Inside that room, he found ammunition in plain view. Carter realized that

Pikyavit, a former felon, could not legally possess the ammunition. Carter and

his fellow officer therefore left the house, obtained a warrant, and then returned

to search the rest of the home. During the subsequent search, they found

additional ammunition and a firearm.

      Based on this evidence, Pikyavit was found guilty of one count of being a

felon in possession of ammunition. On appeal, he challenges the admission of the

ammunition into evidence, claiming he did not consent to the search of his

home—let alone the room in which the ammunition was found. Pikyavit therefore

asks us to reverse the district court’s denial of his motion to suppress.

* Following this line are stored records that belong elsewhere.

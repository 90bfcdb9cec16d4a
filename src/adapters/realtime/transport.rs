use super::protocol::{ping_frame, RealtimeFrame, RealtimeRequest};
use crate::error::{OrchestratorError, Result};
use futures_util::{SinkExt, StreamExt};
use serde_json::Value;
use std::collections::HashMap;
use std::sync::Arc;
use std::time::Duration;
use tokio::sync::{oneshot, Mutex};
use tokio_tungstenite::{connect_async, tungstenite::Message as WsMessage};
use tracing::{debug, info, warn};
use uuid::Uuid;

type PendingReplies = Arc<Mutex<HashMap<String, oneshot::Sender<Result<Value>>>>>;

const PING_INTERVAL: Duration = Duration::from_secs(15);
const REQUEST_TIMEOUT: Duration = Duration::from_secs(10);

/// Persistent, reconnecting WebSocket client for the realtime adapter
/// family (price feeds, position updates). Unlike `ActionKitClient` and
/// `AnalyticsClient` this keeps one long-lived connection and multiplexes
/// concurrent requests over it by `correlation_id`, the same way a
/// request/response RPC layer over a single socket would.
pub struct RealtimeClient {
    url: String,
    pending: PendingReplies,
    outbound: Arc<Mutex<Option<tokio::sync::mpsc::UnboundedSender<WsMessage>>>>,
}

impl RealtimeClient {
    pub fn new(url: impl Into<String>) -> Self {
        Self {
            url: url.into(),
            pending: Arc::new(Mutex::new(HashMap::new())),
            outbound: Arc::new(Mutex::new(None)),
        }
    }

    /// Spawns the background connection-management task. Reconnects with a
    /// fixed backoff on any disconnect; in-flight requests at the moment of
    /// a drop are failed with a `Transient` error so callers can retry
    /// rather than hang forever.
    pub fn spawn(self: Arc<Self>) {
        tokio::spawn(async move {
            loop {
                match self.run_connection().await {
                    Ok(()) => debug!("realtime connection closed cleanly"),
                    Err(error) => warn!(%error, "realtime connection dropped"),
                }
                self.fail_all_pending(OrchestratorError::Transient(
                    "realtime connection lost".to_string(),
                ))
                .await;
                tokio::time::sleep(Duration::from_secs(2)).await;
            }
        });
    }

    async fn run_connection(&self) -> Result<()> {
        let (stream, _response) = connect_async(&self.url)
            .await
            .map_err(|e| OrchestratorError::Transient(format!("realtime connect failed: {e}")))?;
        info!(url = %self.url, "realtime connection established");

        let (mut write, mut read) = stream.split();
        let (tx, mut rx) = tokio::sync::mpsc::unbounded_channel::<WsMessage>();
        *self.outbound.lock().await = Some(tx);

        let mut ping_tick = tokio::time::interval(PING_INTERVAL);

        loop {
            tokio::select! {
                outgoing = rx.recv() => {
                    match outgoing {
                        Some(message) => {
                            write.send(message).await.map_err(|e| {
                                OrchestratorError::Transient(format!("realtime send failed: {e}"))
                            })?;
                        }
                        None => return Ok(()),
                    }
                }
                incoming = read.next() => {
                    match incoming {
                        Some(Ok(WsMessage::Text(text))) => self.handle_frame(&text).await,
                        Some(Ok(WsMessage::Close(_))) | None => return Ok(()),
                        Some(Ok(_)) => {}
                        Some(Err(e)) => {
                            return Err(OrchestratorError::Transient(format!("realtime read failed: {e}")));
                        }
                    }
                }
                _ = ping_tick.tick() => {
                    write.send(WsMessage::Text(ping_frame().to_string())).await.map_err(|e| {
                        OrchestratorError::Transient(format!("realtime ping failed: {e}"))
                    })?;
                }
            }
        }
    }

    async fn handle_frame(&self, text: &str) {
        let Ok(frame) = serde_json::from_str::<RealtimeFrame>(text) else {
            debug!(text, "ignoring unrecognised realtime frame");
            return;
        };
        match frame {
            RealtimeFrame::Response { correlation_id, data, error } => {
                let mut pending = self.pending.lock().await;
                if let Some(sender) = pending.remove(&correlation_id) {
                    let result = match error {
                        Some(message) => Err(OrchestratorError::Fatal(message)),
                        None => Ok(data.unwrap_or(Value::Null)),
                    };
                    let _ = sender.send(result);
                }
            }
            RealtimeFrame::Push { topic, .. } => {
                debug!(topic, "realtime push frame received, no subscriber wiring yet");
            }
            RealtimeFrame::Pong => {}
        }
    }

    async fn fail_all_pending(&self, error: OrchestratorError) {
        let mut pending = self.pending.lock().await;
        for (_, sender) in pending.drain() {
            let _ = sender.send(Err(error.clone()));
        }
    }

    /// Liveness probe for the health monitor: the connection is considered
    /// alive if the background task has an open outbound sender to the
    /// socket. This doesn't round-trip a frame (the periodic ping in
    /// `run_connection` already does that); it just reports whether the
    /// reconnect loop currently has a live connection.
    pub async fn ping(&self) -> Result<bool> {
        Ok(self.outbound.lock().await.is_some())
    }

    pub async fn call(&self, action: &str, params: Value) -> Result<Value> {
        let correlation_id = Uuid::new_v4().to_string();
        let request = RealtimeRequest {
            correlation_id: correlation_id.clone(),
            action: action.to_string(),
            params,
        };
        let payload = serde_json::to_string(&request)
            .map_err(|e| OrchestratorError::Internal(format!("failed to encode request: {e}")))?;

        let (tx, rx) = oneshot::channel();
        self.pending.lock().await.insert(correlation_id.clone(), tx);

        let sender = self
            .outbound
            .lock()
            .await
            .clone()
            .ok_or_else(|| OrchestratorError::Transient("realtime connection not ready".to_string()))?;
        sender
            .send(WsMessage::Text(payload))
            .map_err(|_| OrchestratorError::Transient("realtime connection closed".to_string()))?;

        match tokio::time::timeout(REQUEST_TIMEOUT, rx).await {
            Ok(Ok(result)) => result,
            Ok(Err(_)) => Err(OrchestratorError::Transient("realtime reply channel dropped".to_string())),
            Err(_) => {
                self.pending.lock().await.remove(&correlation_id);
                Err(OrchestratorError::Timeout(REQUEST_TIMEOUT.as_millis() as u64))
            }
        }
    }
}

                                   II. Discussion

      A. Standard of Review

      Where the defendant raises a Fourth Amendment challenge to a search by

police, we review the district court’s factual findings for clear error, and the

ultimate reasonableness of the search de novo. United States v. Contreras, 506

F.3d 1031, 1035 (10th Cir. 2007); United States v. Cortez-Galaviz, 495 F.3d

1203, 1205 (10th Cir. 2007); United States v. Hunnicutt, 135 F.3d 1345, 1348

(10th Cir. 1998). In this case, we deal solely with a factual issue: whether the

officers stayed within the scope of the defendant’s consent to search.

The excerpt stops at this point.